After each scenario, the instructors break down what the team did right and wrong. The problem this time was going after the injured man before securing the room.

It’s a long, tough day for the Coast Guard boarding team.

“After day four, we were pretty tired of being shot up by the Navy instructors,” said Seaman Sean Meetze, a boarding team member from the Rush.

“Everybody gets their butts kicked on day four. It’s the first day of tactical movements and they’ve got a lot to learn,” said Fire Control Chief John Cranford, the senior course instructor at VBSS. “But it has to be that way. Learning from mistakes is the best way of learning. And the shock of actually getting hit really boosts the learning curve. The little mistakes they make on the first day, they won’t make any more.”

“On the first day of tactical movements, we were too hesitant to use “deadly force”, so we were getting blown away,” Meetze said. “But by Friday, everyone was saying, ‘Look, stick to the use of force continuum, but if we have to take these guys out, let’s do it without getting shot.”

Day five of VBSS is time for full-fledged boarding scenarios, with no instructors to fall back on.

“We did the boardings using all the tactics we learned during the previous week, and everything just fell into place,” Meetze said. “Friday was a good day for the Coast Guard.”

In one Friday scenario, Meetze and two other Coasties were deep inside the blackness of the ship again, searching for a crewman. Suddenly word came over his radio that the second part of his boarding team was coming under fire on the bridge. “We immediately started to egress the boat,” Meetze said. “It was so dark, you couldn’t see your hand in front of your face, so we had to go slowly. We didn’t want to turn our lights on because then you’re a target.”

As soon as Meetze’s team stepped out of the darkness into the sun on the ship’s aft deck, the paintballs began to fly.

“We just came out and all we heard was ‘Ping, Ping, Ping’ all around us,” Meetze said.
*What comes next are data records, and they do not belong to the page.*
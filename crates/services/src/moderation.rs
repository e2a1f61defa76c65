//! # ModerationService
//!
//! Report escalation on the public side and the two administrator
//! resolutions on the admin side.

use std::sync::Arc;

use domains::{
    DomainError, DomainResult, KeepResolution, Post, PostId, PostRepository, ReportInput, ReportOutcome,
};
use tracing::{info, warn};

pub struct ModerationService {
    repo: Arc<dyn PostRepository>,
    keep: KeepResolution,
}

impl ModerationService {
    pub fn new(repo: Arc<dyn PostRepository>, keep: KeepResolution) -> Self {
        Self { repo, keep }
    }

    /// Records one report against a post and tells whether it is now hidden.
    pub async fn report(&self, id: PostId, input: ReportInput) -> DomainResult<ReportOutcome> {
        let reason = input.compose();
        let post = self
            .repo
            .record_report(id, &reason)
            .await?
            .ok_or_else(|| DomainError::post_not_found(id))?;

        let outcome = ReportOutcome::from(post);
        if outcome.hidden {
            warn!(post_id = %id, reports = outcome.post.report_count, "post hidden pending review");
        } else {
            info!(post_id = %id, reports = outcome.post.report_count, "post reported");
        }
        Ok(outcome)
    }

    /// The review queue: every flagged post regardless of status.
    pub async fn reported(&self) -> DomainResult<Vec<Post>> {
        self.repo.find_reported().await
    }

    /// Permanently removes a post. No record of it is kept.
    pub async fn resolve_delete(&self, id: PostId) -> DomainResult<()> {
        if !self.repo.delete(id).await? {
            return Err(DomainError::post_not_found(id));
        }
        info!(post_id = %id, "post deleted by moderator");
        Ok(())
    }

    /// Dismisses the reports on a post, according to the configured policy.
    pub async fn resolve_keep(&self, id: PostId) -> DomainResult<Post> {
        let post = self
            .repo
            .resolve_keep(id, self.keep)
            .await?
            .ok_or_else(|| DomainError::post_not_found(id))?;
        info!(post_id = %id, resolution = ?self.keep, status = %post.status, "post kept by moderator");
        Ok(post)
    }
}

#[cfg(test)]
mod tests {
    use super::*;
    use domains::{MockPostRepository, Mood, PostStatus, ESCALATION_THRESHOLD};

    fn post() -> Post {
        Post::new("u".into(), "c".into(), Mood::Joy, None, "Anonymous".into())
    }

    fn service(repo: MockPostRepository) -> ModerationService {
        ModerationService::new(Arc::new(repo), KeepResolution::ClearFlag)
    }

    #[tokio::test]
    async fn report_passes_composed_reason_to_storage() {
        let stored = post();
        let id = stored.id;
        let mut repo = MockPostRepository::new();
        repo.expect_record_report()
            .withf(move |pid, reason| *pid == id && reason.to_string() == "spam: bot account")
            .times(1)
            .returning(move |_, reason| {
                let mut post = stored.clone();
                post.record_report(reason.to_string());
                Ok(Some(post))
            });

        let input = ReportInput { reason: Some("spam".into()), detail: Some("bot account".into()) };
        let outcome = service(repo).report(id, input).await.unwrap();
        assert!(!outcome.hidden);
        assert_eq!(outcome.post.report_count, 1);
        assert_eq!(outcome.post.report_reasons, vec!["spam: bot account".to_string()]);
    }

    #[tokio::test]
    async fn report_flags_hidden_at_threshold() {
        let mut stored = post();
        for _ in 1..ESCALATION_THRESHOLD {
            stored.record_report("spam".into());
        }
        let mut repo = MockPostRepository::new();
        repo.expect_record_report().returning(move |_, reason| {
            let mut post = stored.clone();
            post.record_report(reason.to_string());
            Ok(Some(post))
        });

        let outcome = service(repo).report(PostId::generate(), ReportInput::default()).await.unwrap();
        assert!(outcome.hidden);
        assert_eq!(outcome.post.status, PostStatus::Reported);
    }

    #[tokio::test]
    async fn report_on_unknown_post_is_not_found() {
        let mut repo = MockPostRepository::new();
        repo.expect_record_report().returning(|_, _| Ok(None));

        let err = service(repo).report(PostId::generate(), ReportInput::default()).await.unwrap_err();
        assert!(matches!(err, DomainError::NotFound { .. }));
    }

    #[tokio::test]
    async fn delete_of_missing_post_is_not_found() {
        let mut repo = MockPostRepository::new();
        repo.expect_delete().times(1).returning(|_| Ok(false));

        let err = service(repo).resolve_delete(PostId::generate()).await.unwrap_err();
        assert!(matches!(err, DomainError::NotFound { .. }));
    }

    #[tokio::test]
    async fn keep_uses_configured_resolution() {
        let stored = post();
        let mut repo = MockPostRepository::new();
        repo.expect_resolve_keep()
            .withf(|_, resolution| *resolution == KeepResolution::Restore)
            .times(1)
            .returning(move |_, resolution| {
                let mut post = stored.clone();
                post.resolve_keep(resolution);
                Ok(Some(post))
            });

        let service = ModerationService::new(Arc::new(repo), KeepResolution::Restore);
        let kept = service.resolve_keep(PostId::generate()).await.unwrap();
        assert!(!kept.is_reported);
    }

    #[tokio::test]
    async fn storage_failures_propagate() {
        let mut repo = MockPostRepository::new();
        repo.expect_find_reported().returning(|| Err(DomainError::storage("connection reset")));

        let err = service(repo).reported().await.unwrap_err();
        assert_eq!(err, DomainError::Storage("connection reset".into()));
    }
}
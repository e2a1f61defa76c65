//! Input checks applied before anything reaches storage.

use domains::{DomainError, DomainResult, FeedFilter, Mood};

pub const MAX_CAPTION_CHARS: usize = 255;
pub const DEFAULT_SENDER: &str = "Anonymous";

/// Blank strings count as absent.
pub fn non_blank(value: Option<String>) -> Option<String> {
    value.filter(|v| !v.trim().is_empty())
}

pub fn required(field: &str, value: Option<String>) -> DomainResult<String> {
    non_blank(value).ok_or_else(|| DomainError::validation(format!("{field} is required")))
}

pub fn caption(value: Option<String>) -> DomainResult<String> {
    let caption = required("caption", value)?;
    let len = caption.chars().count();
    if len > MAX_CAPTION_CHARS {
        return Err(DomainError::validation(format!(
            "caption must be at most {MAX_CAPTION_CHARS} characters (got {len})"
        )));
    }
    Ok(caption)
}

pub fn mood(value: Option<&str>) -> DomainResult<Mood> {
    match value.map(str::trim).filter(|v| !v.is_empty()) {
        Some(raw) => raw.parse(),
        None => Ok(Mood::default()),
    }
}

pub fn feed_filter(mood: Option<&str>, search: Option<&str>) -> DomainResult<FeedFilter> {
    let mood = match mood.map(str::trim).filter(|v| !v.is_empty()) {
        Some(raw) => Some(raw.parse()?),
        None => None,
    };
    let search = non_blank(search.map(str::to_owned));
    Ok(FeedFilter { mood, search })
}
//! Simulated servo controllers and light strip.
//!
//! `SimulatedServos` speaks the same framed protocol as the real controller
//! chain: it parses every write incrementally, tracks per-channel targets,
//! and queues reply bytes for the query commands so callers can poll position
//! and motion state exactly as they would against hardware.

use std::collections::{HashMap, VecDeque};
use std::sync::{Arc, Mutex};
use std::time::Duration;

use spider_traits::{LightStrip, Transport};

const SYNC: u8 = 0xAA;

const CMD_SET_TARGET: u8 = 0x04;
const CMD_SET_SPEED: u8 = 0x07;
const CMD_SET_ACCEL: u8 = 0x09;
const CMD_GET_POSITION: u8 = 0x10;
const CMD_GET_MOVING: u8 = 0x13;
const CMD_SET_MULTIPLE: u8 = 0x1F;
const CMD_GET_ERRORS: u8 = 0x21;
const CMD_GO_HOME: u8 = 0x22;

/// How many GET_MOVING polls report "still moving" after a target write.
const BUSY_POLLS_AFTER_MOVE: u8 = 2;

#[derive(Debug, Clone, Copy, PartialEq, Eq)]
enum ParseState {
    Sync,
    Device,
    Command,
    Args,
}

#[derive(Debug, Default)]
struct ChainState {
    /// Target per (device, channel), in quarter-microsecond units.
    targets: HashMap<(u8, u8), u16>,
    speeds: HashMap<(u8, u8), u16>,
    accels: HashMap<(u8, u8), u16>,
    replies: VecDeque<u8>,
    busy_polls: u8,
    frames: Vec<Vec<u8>>,
}

/// In-memory stand-in for the daisy-chained servo controllers.
///
/// Clones share state, so a test can keep one handle for inspection while
/// the code under test owns another.
#[derive(Debug, Clone, Default)]
pub struct SimulatedServos {
    state: Arc<Mutex<ChainState>>,
    parse: Arc<Mutex<Parser>>,
}

#[derive(Debug)]
struct Parser {
    state: ParseState,
    device: u8,
    command: u8,
    args: Vec<u8>,
    args_needed: usize,
}

impl Default for Parser {
    fn default() -> Self {
        Self {
            state: ParseState::Sync,
            device: 0,
            command: 0,
            args: Vec::new(),
            args_needed: 0,
        }
    }
}

impl SimulatedServos {
    pub fn new() -> Self {
        Self::default()
    }

    /// Complete frames written so far, in order.
    pub fn frames(&self) -> Vec<Vec<u8>> {
        self.state.lock().map(|s| s.frames.clone()).unwrap_or_default()
    }

    /// Last commanded target for a channel, in quarter-microsecond units.
    pub fn target(&self, device: u8, channel: u8) -> Option<u16> {
        self.state
            .lock()
            .ok()
            .and_then(|s| s.targets.get(&(device, channel)).copied())
    }

    pub fn speed(&self, device: u8, channel: u8) -> Option<u16> {
        self.state
            .lock()
            .ok()
            .and_then(|s| s.speeds.get(&(device, channel)).copied())
    }

    pub fn accel(&self, device: u8, channel: u8) -> Option<u16> {
        self.state
            .lock()
            .ok()
            .and_then(|s| s.accels.get(&(device, channel)).copied())
    }

    fn args_needed(command: u8, args: &[u8]) -> Option<usize> {
        match command {
            CMD_SET_TARGET | CMD_SET_SPEED | CMD_SET_ACCEL => Some(3),
            CMD_GET_POSITION => Some(1),
            CMD_GET_MOVING | CMD_GET_ERRORS | CMD_GO_HOME => Some(0),
            CMD_SET_MULTIPLE => {
                // count, first channel, then two bytes per target.
                if args.len() < 2 {
                    None
                } else {
                    Some(2 + usize::from(args[0]) * 2)
                }
            }
            _ => Some(0),
        }
    }

    fn apply_frame(state: &mut ChainState, device: u8, command: u8, args: &[u8]) {
        let mut frame = vec![SYNC, device, command];
        frame.extend_from_slice(args);
        state.frames.push(frame);

        match command {
            CMD_SET_TARGET => {
                let channel = args[0];
                let value = u16::from(args[1]) | (u16::from(args[2]) << 7);
                state.targets.insert((device, channel), value);
                state.busy_polls = BUSY_POLLS_AFTER_MOVE;
            }
            CMD_SET_SPEED => {
                let channel = args[0];
                let value = u16::from(args[1]) | (u16::from(args[2]) << 7);
                state.speeds.insert((device, channel), value);
            }
            CMD_SET_ACCEL => {
                let channel = args[0];
                let value = u16::from(args[1]) | (u16::from(args[2]) << 7);
                state.accels.insert((device, channel), value);
            }
            CMD_SET_MULTIPLE => {
                let count = usize::from(args[0]);
                let first = args[1];
                for i in 0..count {
                    let lo = args[2 + i * 2];
                    let hi = args[3 + i * 2];
                    let value = u16::from(lo) | (u16::from(hi) << 7);
                    state
                        .targets
                        .insert((device, first + u8::try_from(i).unwrap_or(0)), value);
                }
                state.busy_polls = BUSY_POLLS_AFTER_MOVE;
            }
            CMD_GET_POSITION => {
                let channel = args[0];
                let value = state
                    .targets
                    .get(&(device, channel))
                    .copied()
                    .unwrap_or(1500 * 4);
                // Reply is plain 8-bit little-endian, unlike command payloads.
                state.replies.push_back((value & 0xFF) as u8);
                state.replies.push_back((value >> 8) as u8);
            }
            CMD_GET_MOVING => {
                let moving = if state.busy_polls > 0 {
                    state.busy_polls -= 1;
                    1
                } else {
                    0
                };
                state.replies.push_back(moving);
            }
            CMD_GET_ERRORS => {
                state.replies.push_back(0);
                state.replies.push_back(0);
            }
            CMD_GO_HOME => {
                state.targets.retain(|(dev, _), _| *dev != device);
            }
            _ => {}
        }
    }
}

impl Transport for SimulatedServos {
    fn write(&mut self, bytes: &[u8]) -> Result<(), Box<dyn std::error::Error + Send + Sync>> {
        let mut parser = self
            .parse
            .lock()
            .map_err(|_| "simulated servo parser lock poisoned".to_string())?;
        let mut state = self
            .state
            .lock()
            .map_err(|_| "simulated servo state lock poisoned".to_string())?;

        for &b in bytes {
            match parser.state {
                ParseState::Sync => {
                    if b == SYNC {
                        parser.state = ParseState::Device;
                    }
                }
                ParseState::Device => {
                    parser.device = b;
                    parser.state = ParseState::Command;
                }
                ParseState::Command => {
                    parser.command = b;
                    parser.args.clear();
                    match Self::args_needed(b, &[]) {
                        Some(0) => {
                            Self::apply_frame(&mut state, parser.device, b, &[]);
                            parser.state = ParseState::Sync;
                        }
                        Some(n) => {
                            parser.args_needed = n;
                            parser.state = ParseState::Args;
                        }
                        None => {
                            parser.args_needed = usize::MAX;
                            parser.state = ParseState::Args;
                        }
                    }
                }
                ParseState::Args => {
                    parser.args.push(b);
                    if parser.args_needed == usize::MAX {
                        if let Some(n) = Self::args_needed(parser.command, &parser.args) {
                            parser.args_needed = n;
                        }
                    }
                    if parser.args_needed != usize::MAX && parser.args.len() >= parser.args_needed {
                        let args = std::mem::take(&mut parser.args);
                        Self::apply_frame(&mut state, parser.device, parser.command, &args);
                        parser.state = ParseState::Sync;
                    }
                }
            }
        }
        Ok(())
    }

    fn read_byte(
        &mut self,
        _timeout: Duration,
    ) -> Result<Option<u8>, Box<dyn std::error::Error + Send + Sync>> {
        let mut state = self
            .state
            .lock()
            .map_err(|_| "simulated servo state lock poisoned".to_string())?;
        Ok(state.replies.pop_front())
    }

    fn discard_input(&mut self) -> Result<(), Box<dyn std::error::Error + Send + Sync>> {
        let mut state = self
            .state
            .lock()
            .map_err(|_| "simulated servo state lock poisoned".to_string())?;
        state.replies.clear();
        Ok(())
    }
}

/// Light strip that only logs what it is asked to show.
#[derive(Debug, Clone, Default)]
pub struct SimulatedLightStrip {
    history: Arc<Mutex<Vec<LightCommand>>>,
}

#[derive(Debug, Clone, Copy, PartialEq, Eq)]
pub enum LightCommand {
    ZoneColor { zone: u8, rgb: [u8; 3] },
    Off,
}

impl SimulatedLightStrip {
    pub fn new() -> Self {
        Self::default()
    }

    pub fn history(&self) -> Vec<LightCommand> {
        self.history.lock().map(|h| h.clone()).unwrap_or_default()
    }
}

impl LightStrip for SimulatedLightStrip {
    fn set_zone_color(
        &mut self,
        zone: u8,
        rgb: [u8; 3],
    ) -> Result<(), Box<dyn std::error::Error + Send + Sync>> {
        tracing::debug!(zone, ?rgb, "light strip zone color");
        if let Ok(mut h) = self.history.lock() {
            h.push(LightCommand::ZoneColor { zone, rgb });
        }
        Ok(())
    }

    fn set_off(&mut self) -> Result<(), Box<dyn std::error::Error + Send + Sync>> {
        tracing::debug!("light strip off");
        if let Ok(mut h) = self.history.lock() {
            h.push(LightCommand::Off);
        }
        Ok(())
    }
}

#[cfg(test)]
mod tests {
    use super::*;

    #[test]
    fn parses_set_target_and_replies_to_position_query() {
        let mut sim = SimulatedServos::new();
        // 1500 us -> 6000 quarter-us -> lo 0x70, hi 0x2E in 7-bit split.
        sim.write(&[SYNC, 12, CMD_SET_TARGET, 3, 0x70, 0x2E]).unwrap();
        assert_eq!(sim.target(12, 3), Some(6000));

        sim.write(&[SYNC, 12, CMD_GET_POSITION, 3]).unwrap();
        let lo = sim.read_byte(Duration::from_millis(1)).unwrap().unwrap();
        let hi = sim.read_byte(Duration::from_millis(1)).unwrap().unwrap();
        assert_eq!(u16::from(lo) | (u16::from(hi) << 8), 6000);
    }

    #[test]
    fn set_multiple_updates_consecutive_channels() {
        let mut sim = SimulatedServos::new();
        let mut frame = vec![SYNC, 13, CMD_SET_MULTIPLE, 2, 4];
        frame.extend_from_slice(&[0x10, 0x2E, 0x20, 0x2E]);
        sim.write(&frame).unwrap();
        assert_eq!(sim.target(13, 4), Some(0x10 | (0x2E << 7)));
        assert_eq!(sim.target(13, 5), Some(0x20 | (0x2E << 7)));
    }

    #[test]
    fn moving_query_goes_idle_after_two_polls() {
        let mut sim = SimulatedServos::new();
        sim.write(&[SYNC, 12, CMD_SET_TARGET, 0, 0x70, 0x2E]).unwrap();
        for expected in [1u8, 1, 0] {
            sim.write(&[SYNC, 12, CMD_GET_MOVING]).unwrap();
            let b = sim.read_byte(Duration::from_millis(1)).unwrap().unwrap();
            assert_eq!(b, expected);
        }
    }

    #[test]
    fn writes_split_across_calls_are_reassembled() {
        let mut sim = SimulatedServos::new();
        sim.write(&[SYNC, 12]).unwrap();
        sim.write(&[CMD_SET_TARGET, 7]).unwrap();
        sim.write(&[0x00, 0x17]).unwrap();
        assert_eq!(sim.target(12, 7), Some(0x17 << 7));
    }
}
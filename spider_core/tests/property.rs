use proptest::prelude::*;
use spider_core::fusion::median_lower;
use spider_core::protocol::{
    device_for, local_channel_for, split_7bit, CHANNELS_PER_DEVICE, DEVICE_A, PULSE_MAX, PULSE_MIN,
};
use spider_core::time_to_speed_accel;

proptest! {
    // For a fixed duration a longer move needs a faster profile; the
    // planner must never hand a longer move a slower speed.
    #[test]
    fn longer_moves_get_faster_profiles(
        duration_ms in 100u64..10_000,
        distance in 1i32..1400,
        extra in 1i32..136,
    ) {
        let (near_speed, _) = time_to_speed_accel(duration_ms, distance, 0.0).unwrap();
        let (far_speed, _) = time_to_speed_accel(duration_ms, distance + extra, 0.0).unwrap();
        prop_assert!(far_speed >= near_speed,
            "distance {} speed {} vs distance {} speed {}",
            distance, near_speed, distance + extra, far_speed);
    }

    // Every profile the planner emits must survive the 7-bit command
    // encoding: nonzero and within 14 bits.
    #[test]
    fn profiles_are_always_encodable(
        duration_ms in 1u64..60_000,
        distance in -1536i32..=1536,
    ) {
        let (speed, accel) = time_to_speed_accel(duration_ms, distance, 0.0).unwrap();
        prop_assert!(speed >= 1 && speed <= 0x3FFF);
        prop_assert!(accel >= 1 && accel <= 0x3FFF);
        let [s_lo, s_hi] = split_7bit(speed);
        let [a_lo, a_hi] = split_7bit(accel);
        prop_assert_eq!(u16::from(s_lo) | (u16::from(s_hi) << 7), speed);
        prop_assert_eq!(u16::from(a_lo) | (u16::from(a_hi) << 7), accel);
    }

    // The median must not care about sample arrival order.
    #[test]
    fn median_is_order_independent(
        samples in prop::collection::vec(0f32..800.0, 1..32),
        rotate in 0usize..32,
    ) {
        let mut original = samples.clone();
        let mut rotated = samples;
        let len = rotated.len();
        rotated.rotate_left(rotate % len);
        prop_assert_eq!(median_lower(&mut original), median_lower(&mut rotated));
    }

    // Quarter-microsecond position payloads round-trip through the
    // 7-bit split for the whole legal pulse range.
    #[test]
    fn position_payloads_round_trip(pulse in PULSE_MIN..=PULSE_MAX) {
        let quarter_us = (pulse * 4) as u16;
        let [lo, hi] = split_7bit(quarter_us);
        prop_assert!(lo < 0x80 && hi < 0x80);
        prop_assert_eq!(u16::from(lo) | (u16::from(hi) << 7), quarter_us);
    }

    // Logical channels partition cleanly across the two devices.
    #[test]
    fn channel_partition_round_trips(channel in 0u8..24) {
        let local = local_channel_for(channel);
        prop_assert!(local < CHANNELS_PER_DEVICE);
        let recombined = if device_for(channel) == DEVICE_A {
            local
        } else {
            local + CHANNELS_PER_DEVICE
        };
        prop_assert_eq!(recombined, channel);
    }
}
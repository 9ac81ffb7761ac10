use thiserror::Error;

/// Frame construction failures, rejected before anything hits the wire.
#[derive(Debug, Error, Clone, PartialEq, Eq)]
pub enum ProtocolError {
    #[error("pulse width {value} outside safe bounds [{min}, {max}] on channel {channel}")]
    OutOfRange {
        channel: u8,
        value: i32,
        min: i32,
        max: i32,
    },
    #[error("batch of {count} targets starting at channel {first} exceeds 24 channels")]
    TooManyTargets { first: u8, count: usize },
    #[error("no such channel: {0}")]
    BadChannel(u8),
}

#[derive(Debug, Error)]
pub enum SpiderError {
    #[error("protocol error: {0}")]
    Protocol(#[from] ProtocolError),
    #[error("zero-duration motion request")]
    ZeroDuration,
    #[error("configuration error: {0}")]
    Config(String),
    #[error("transport error: {0}")]
    Transport(String),
    #[error("sensor error: {0}")]
    Sensor(String),
}

pub type Result<T> = eyre::Result<T>;
pub use eyre::Report;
Meetze’s team dove for cover as the five instructor/snipers on the rear of the ship sprayed their positions. Using suppressing fire, leapfrogging, and cover and concealment, Meetze’s team was able to take out two of the five instructors and suffered no losses as they quickly exited the ship.

“Because we are outgunned and outmanned, it was better to get off the ship alive and come back with better odds,” Meetze said. “And we always come back. You can’t hide from the Coast Guard.”

While the Coast Guard was forced to leave the ship, it was a successful mission. VBSS instructors make sure that everyone going through the course understands that VBSS was not designed to teach them how to take down ships, but to be part of a team that can survive if a boarding goes wrong in the real world.

After all the scenarios were played out, the instructors divided the Coasties into two teams of seven, sent one to the bow, one to the stern and told them to go at it. The battle royal for possession of the Yokota was on.

“It was awesome,” Meetze said. “It was like playing cowboys and Indians when you’re a kid.”

“We enjoyed teaching the Coast Guard team,” Cranford said. “They knew their levels of force and verbal communication techniques, and were real hard to rattle. I guess that’s from all their experience dealing with the public.”